What to work on: After finding the line with "assert_eq!(mirrored.typical_days(), 125);" in the data below, set down exactly each line through the one with "let current = estimate_runtime(split).typical_days();", inclusive, and stop there.

Input records:

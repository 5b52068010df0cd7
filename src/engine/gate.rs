//! Readiness gate evaluation
//!
//! Pure derivation of decision-readiness flags from an experiment's status
//! and the gate section of a results snapshot. No side effects, no errors;
//! all gate fields are present once an experiment has left draft.

use crate::experiment::{ExperimentStatus, GateStats};

/// Decision-readiness flags
#[derive(Clone, Copy, Debug, PartialEq, Eq)]
pub struct GateFlags {
    /// Status permits declaring a winner at all (running or stopped)
    pub eligible_to_decide: bool,
    /// Both sample size and minimum observation window are satisfied
    pub hard_ready: bool,
    /// Sample size is adequate but the minimum window has not elapsed;
    /// declaring now risks novelty-effect bias and needs confirmation
    pub soft_ready: bool,
    /// A declare action is permitted (hard without friction, soft only
    /// through the explicit confirmation step)
    pub can_declare: bool,
}

/// Derive gate flags from experiment status and snapshot gate
///
/// `hard_ready` is re-derived from the two upstream booleans instead of
/// trusting the service's own `ready_to_read` aggregate.
pub fn evaluate_gate(status: ExperimentStatus, gate: &GateStats) -> GateFlags {
    let eligible_to_decide = matches!(
        status,
        ExperimentStatus::Running | ExperimentStatus::Stopped
    );
    let hard_ready = gate.minimum_n_reached && gate.minimum_days_reached;
    let soft_ready = gate.minimum_n_reached && !gate.minimum_days_reached;
    GateFlags {
        eligible_to_decide,
        hard_ready,
        soft_ready,
        can_declare: eligible_to_decide && (hard_ready || soft_ready),
    }
}
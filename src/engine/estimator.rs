//! Pre-launch runtime estimation
//!
//! Predicts, for a chosen traffic split, how many calendar days each of four
//! canonical effect-size scenarios needs to reach an adequate sample. The
//! baseline day counts were computed offline for a 50/50 split; skewing the
//! split slows the experiment by the ratio between 50% and the smaller arm,
//! because sample adequacy is limited by whichever arm fills slowest.

/// A canonical effect-size scenario with its 50/50 baseline duration
#[derive(Clone, Copy, Debug)]
pub struct RuntimeScenario {
    pub name: &'static str,
    /// Expected relative improvement, e.g. 5.0 for +5%
    pub relative_effect_pct: f64,
    /// Days to adequate sample at a 50/50 split
    pub baseline_days: u32,
}

/// Static scenario table. Durations grow sharply as the detectable effect
/// shrinks; the second entry is the "typical" scenario the warning policy
/// keys off.
pub const RUNTIME_SCENARIOS: [RuntimeScenario; 4] = [
    RuntimeScenario {
        name: "large",
        relative_effect_pct: 10.0,
        baseline_days: 4,
    },
    RuntimeScenario {
        name: "typical",
        relative_effect_pct: 5.0,
        baseline_days: 25,
    },
    RuntimeScenario {
        name: "small",
        relative_effect_pct: 2.0,
        baseline_days: 150,
    },
    RuntimeScenario {
        name: "minimal",
        relative_effect_pct: 1.0,
        baseline_days: 600,
    },
];

/// Typical-scenario estimate above this many days shows a warning
pub const LONG_RUNTIME_DAYS: u32 = 90;

/// Typical-scenario estimate above this many days shows the danger variant
pub const VERY_LONG_RUNTIME_DAYS: u32 = 365;

/// Warning severity derived from the typical scenario's estimate
#[derive(Clone, Copy, Debug, PartialEq, Eq)]
pub enum RuntimeWarning {
    /// Typical estimate exceeds 90 days
    Long,
    /// Typical estimate exceeds a full year
    VeryLong,
}

/// Estimate for a single scenario at the chosen split
#[derive(Clone, Copy, Debug, PartialEq, Eq)]
pub struct ScenarioEstimate {
    pub name: &'static str,
    pub estimated_days: u32,
}

/// Full estimation result
#[derive(Clone, Debug, PartialEq, Eq)]
pub struct RuntimeEstimate {
    pub scenarios: [ScenarioEstimate; 4],
    pub warning: Option<RuntimeWarning>,
}

impl RuntimeEstimate {
    /// The "typical" scenario estimate the warning policy is based on
    pub fn typical_days(&self) -> u32 {
        self.scenarios[1].estimated_days
    }
}

/// Estimate experiment runtime for a traffic split
///
/// `split_percent` is the variant's share of traffic. Out-of-range values
/// are clamped to [1, 99], never rejected. The estimate is symmetric in the
/// split: a 90/10 experiment is exactly as slow as a 10/90 one, both being
/// bottlenecked by the same 10% arm.
pub fn estimate_runtime(split_percent: i64) -> RuntimeEstimate {
    let split = split_percent.clamp(1, 99);
    let bottleneck = split.min(100 - split);
    let scale = 50.0 / bottleneck as f64;

    let mut scenarios = [ScenarioEstimate {
        name: "",
        estimated_days: 0,
    }; 4];
    for (slot, scenario) in scenarios.iter_mut().zip(RUNTIME_SCENARIOS.iter()) {
        *slot = ScenarioEstimate {
            name: scenario.name,
            estimated_days: (scenario.baseline_days as f64 * scale).round() as u32,
        };
    }

    let typical = scenarios[1].estimated_days;
    let warning = if typical > VERY_LONG_RUNTIME_DAYS {
        Some(RuntimeWarning::VeryLong)
    } else if typical > LONG_RUNTIME_DAYS {
        Some(RuntimeWarning::Long)
    } else {
        None
    };

    RuntimeEstimate { scenarios, warning }
}

#[cfg(test)]
mod tests {
    #![allow(clippy::unwrap_used)]

    use super::*;

    #[test]
    fn test_even_split_matches_baseline_table() {
        let estimate = estimate_runtime(50);
        for (got, want) in estimate.scenarios.iter().zip(RUNTIME_SCENARIOS.iter()) {
            assert_eq!(got.estimated_days, want.baseline_days);
        }
        assert!(estimate.warning.is_none());
    }

    #[test]
    fn test_bottleneck_symmetry_over_full_range() {
        // 90/10 and 10/90 share the same 10% bottleneck arm and must produce
        // identical estimates, not merely "larger split is faster".
        for split in 1..=99 {
            assert_eq!(
                estimate_runtime(split),
                estimate_runtime(100 - split),
                "asymmetry at split {split}"
            );
        }
    }

    #[test]
    fn test_ten_percent_split_scales_by_five() {
        let estimate = estimate_runtime(10);
        // typical baseline 25d * (50/10) = 125d
        assert_eq!(estimate.typical_days(), 125);
        assert_eq!(estimate.warning, Some(RuntimeWarning::Long));

        // Mirror split: identical figures via the same bottleneck rule
        let mirrored = estimate_runtime(90);
        assert_eq!(mirrored.typical_days(), 125);
        assert_eq!(mirrored.warning, Some(RuntimeWarning::Long));
    }

    #[test]
    fn test_extreme_split_triggers_danger_warning() {
        // bottleneck 1% -> scale 50 -> typical 1250d
        let estimate = estimate_runtime(1);
        assert_eq!(estimate.typical_days(), 1250);
        assert_eq!(estimate.warning, Some(RuntimeWarning::VeryLong));
    }

    #[test]
    fn test_no_warning_at_or_below_ninety_days() {
        // bottleneck 20% -> scale 2.5 -> typical 62.5 -> 63d, no warning
        let estimate = estimate_runtime(20);
        assert_eq!(estimate.typical_days(), 63);
        assert!(estimate.warning.is_none());

        // bottleneck 14% -> typical round(89.28) = 89d, still no warning
        assert!(estimate_runtime(14).warning.is_none());

        // bottleneck 13% -> typical round(96.15) = 96d, warning
        assert_eq!(estimate_runtime(13).warning, Some(RuntimeWarning::Long));
    }

    #[test]
    fn test_invalid_split_is_clamped_not_rejected() {
        assert_eq!(estimate_runtime(0), estimate_runtime(1));
        assert_eq!(estimate_runtime(-40), estimate_runtime(1));
        assert_eq!(estimate_runtime(100), estimate_runtime(99));
        assert_eq!(estimate_runtime(250), estimate_runtime(99));
    }

    #[test]
    fn test_larger_bottleneck_is_never_slower() {
        let mut previous = estimate_runtime(1).typical_days();
        for split in 2..=50 {
            let current = estimate_runtime(split).typical_days();
            assert!(current <= previous, "estimate grew at split {split}");
            previous = current;
        }
    }
}
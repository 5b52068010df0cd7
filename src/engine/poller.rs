//! Background results polling
//!
//! While an experiment's results view is open, the latest snapshot is
//! fetched on a fixed interval and published on a watch channel. Polling is
//! read-only; the decision workflow decides for itself whether to apply a
//! fresher snapshot (it does not while submitting). Fetch failures keep the
//! previous value and are retried on the next tick.

use std::sync::Arc;
use std::time::Duration;

use tokio::sync::watch;
use tokio::task::JoinHandle;
use tracing::{debug, info, warn};

use crate::api::ExperimentStore;
use crate::experiment::ResultsSnapshot;

/// Default refresh interval for an open results view
pub const DEFAULT_POLL_INTERVAL: Duration = Duration::from_secs(30);

/// Handle to a running snapshot poller
pub struct SnapshotPoller {
    receiver: watch::Receiver<Option<ResultsSnapshot>>,
    stop: watch::Sender<bool>,
    handle: JoinHandle<()>,
}

impl SnapshotPoller {
    /// Latest snapshot, if at least one fetch has succeeded
    pub fn latest(&self) -> Option<ResultsSnapshot> {
        self.receiver.borrow().clone()
    }

    /// Subscribe to snapshot updates
    pub fn subscribe(&self) -> watch::Receiver<Option<ResultsSnapshot>> {
        self.receiver.clone()
    }

    /// Stop polling; safe to call more than once
    pub fn stop(&self) {
        let _ = self.stop.send(true);
    }
}

impl Drop for SnapshotPoller {
    fn drop(&mut self) {
        let _ = self.stop.send(true);
        self.handle.abort();
    }
}

/// Spawn a background poller for one experiment's results
pub fn spawn_snapshot_poller(
    store: Arc<dyn ExperimentStore>,
    experiment_id: String,
    interval: Duration,
) -> SnapshotPoller {
    let (snapshot_tx, snapshot_rx) = watch::channel(None);
    let (stop_tx, mut stop_rx) = watch::channel(false);

    let handle = tokio::spawn(async move {
        let mut ticker = tokio::time::interval(interval);
        // First tick fires immediately so the view is populated right away
        loop {
            tokio::select! {
                _ = stop_rx.changed() => {
                    if *stop_rx.borrow() {
                        info!(experiment = %experiment_id, "Snapshot polling stopped");
                        break;
                    }
                }
                _ = ticker.tick() => {
                    match store.fetch_results(&experiment_id).await {
                        Ok(snapshot) => {
                            debug!(
                                experiment = %experiment_id,
                                progress_pct = snapshot.gate.progress_pct,
                                "Results snapshot refreshed"
                            );
                            let _ = snapshot_tx.send(Some(snapshot));
                        }
                        Err(e) => {
                            // Keep the previous snapshot, try again next tick
                            warn!(
                                experiment = %experiment_id,
                                error = %e,
                                "Results fetch failed"
                            );
                        }
                    }
                }
            }
        }
    });

    SnapshotPoller {
        receiver: snapshot_rx,
        stop: stop_tx,
        handle,
    }
}

#[cfg(test)]
mod tests {
    #![allow(clippy::unwrap_used)]

    use super::*;
    use crate::api::MockExperimentStore;

    #[tokio::test]
    async fn test_poller_publishes_snapshots() {
        let snapshot = ResultsSnapshot {
            no_stable_id_queries: 42,
            ..Default::default()
        };
        let store = Arc::new(MockExperimentStore::new(snapshot));
        let poller = spawn_snapshot_poller(
            store.clone(),
            "exp-1".to_string(),
            Duration::from_millis(10),
        );

        let mut rx = poller.subscribe();
        rx.changed().await.unwrap();
        let latest = poller.latest().unwrap();
        assert_eq!(latest.no_stable_id_queries, 42);
        assert!(store.fetches() >= 1);

        poller.stop();
    }

    #[tokio::test]
    async fn test_poller_keeps_fetching_on_interval() {
        let store = Arc::new(MockExperimentStore::new(ResultsSnapshot::default()));
        let poller = spawn_snapshot_poller(
            store.clone(),
            "exp-1".to_string(),
            Duration::from_millis(5),
        );

        tokio::time::sleep(Duration::from_millis(60)).await;
        assert!(store.fetches() >= 3);
        poller.stop();

        // After stop, the fetch count settles
        tokio::time::sleep(Duration::from_millis(20)).await;
        let after_stop = store.fetches();
        tokio::time::sleep(Duration::from_millis(30)).await;
        assert!(store.fetches() <= after_stop + 1);
    }

    #[tokio::test]
    async fn test_fetch_failure_keeps_previous_snapshot() {
        let snapshot = ResultsSnapshot {
            outlier_users_excluded: 7,
            ..Default::default()
        };
        let store = Arc::new(MockExperimentStore::new(snapshot));
        let poller = spawn_snapshot_poller(
            store.clone(),
            "exp-1".to_string(),
            Duration::from_millis(5),
        );

        let mut rx = poller.subscribe();
        rx.changed().await.unwrap();
        assert_eq!(poller.latest().unwrap().outlier_users_excluded, 7);

        // Service starts failing; the last good snapshot stays available
        *store.fetch_error.lock().unwrap() = Some("stats service down".to_string());
        let fetched = store.fetches();
        while store.fetches() < fetched + 2 {
            tokio::time::sleep(Duration::from_millis(5)).await;
        }
        assert_eq!(poller.latest().unwrap().outlier_users_excluded, 7);
        poller.stop();
    }
}
//! Experiment lifecycle and decision engine
//!
//! Everything with algorithmic content lives here: runtime estimation
//! before launch, draft validation during creation, gate evaluation and the
//! winner-declaration workflow once results flow in.

pub mod decision;
pub mod draft;
pub mod estimator;
pub mod gate;
pub mod metric;
pub mod poller;
pub mod presentation;

pub use decision::{
    DecisionError, DecisionForm, DecisionState, DecisionWorkflow, WinnerChoice, WorkflowRegistry,
    WorkflowTicket,
};
pub use draft::{ExperimentDraft, QueryOverrideDraft, ValidationError, VariantMode};
pub use estimator::{estimate_runtime, RuntimeEstimate, RuntimeWarning};
pub use gate::{evaluate_gate, GateFlags};
pub use metric::{resolve_metric, MetricDescriptor, PrimaryMetric};
pub use poller::{spawn_snapshot_poller, SnapshotPoller, DEFAULT_POLL_INTERVAL};
pub use presentation::{derive_notices, metric_figures, MetricFigures, ResultsNotices};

Task output:
        assert_eq!(mirrored.typical_days(), 125);
        assert_eq!(mirrored.warning, Some(RuntimeWarning::Long));
    }

    #[test]
    fn test_extreme_split_triggers_danger_warning() {
        // bottleneck 1% -> scale 50 -> typical 1250d
        let estimate = estimate_runtime(1);
        assert_eq!(estimate.typical_days(), 1250);
        assert_eq!(estimate.warning, Some(RuntimeWarning::VeryLong));
    }

    #[test]
    fn test_no_warning_at_or_below_ninety_days() {
        // bottleneck 20% -> scale 2.5 -> typical 62.5 -> 63d, no warning
        let estimate = estimate_runtime(20);
        assert_eq!(estimate.typical_days(), 63);
        assert!(estimate.warning.is_none());

        // bottleneck 14% -> typical round(89.28) = 89d, still no warning
        assert!(estimate_runtime(14).warning.is_none());

        // bottleneck 13% -> typical round(96.15) = 96d, warning
        assert_eq!(estimate_runtime(13).warning, Some(RuntimeWarning::Long));
    }

    #[test]
    fn test_invalid_split_is_clamped_not_rejected() {
        assert_eq!(estimate_runtime(0), estimate_runtime(1));
        assert_eq!(estimate_runtime(-40), estimate_runtime(1));
        assert_eq!(estimate_runtime(100), estimate_runtime(99));
        assert_eq!(estimate_runtime(250), estimate_runtime(99));
    }

    #[test]
    fn test_larger_bottleneck_is_never_slower() {
        let mut previous = estimate_runtime(1).typical_days();
        for split in 2..=50 {
            let current = estimate_runtime(split).typical_days();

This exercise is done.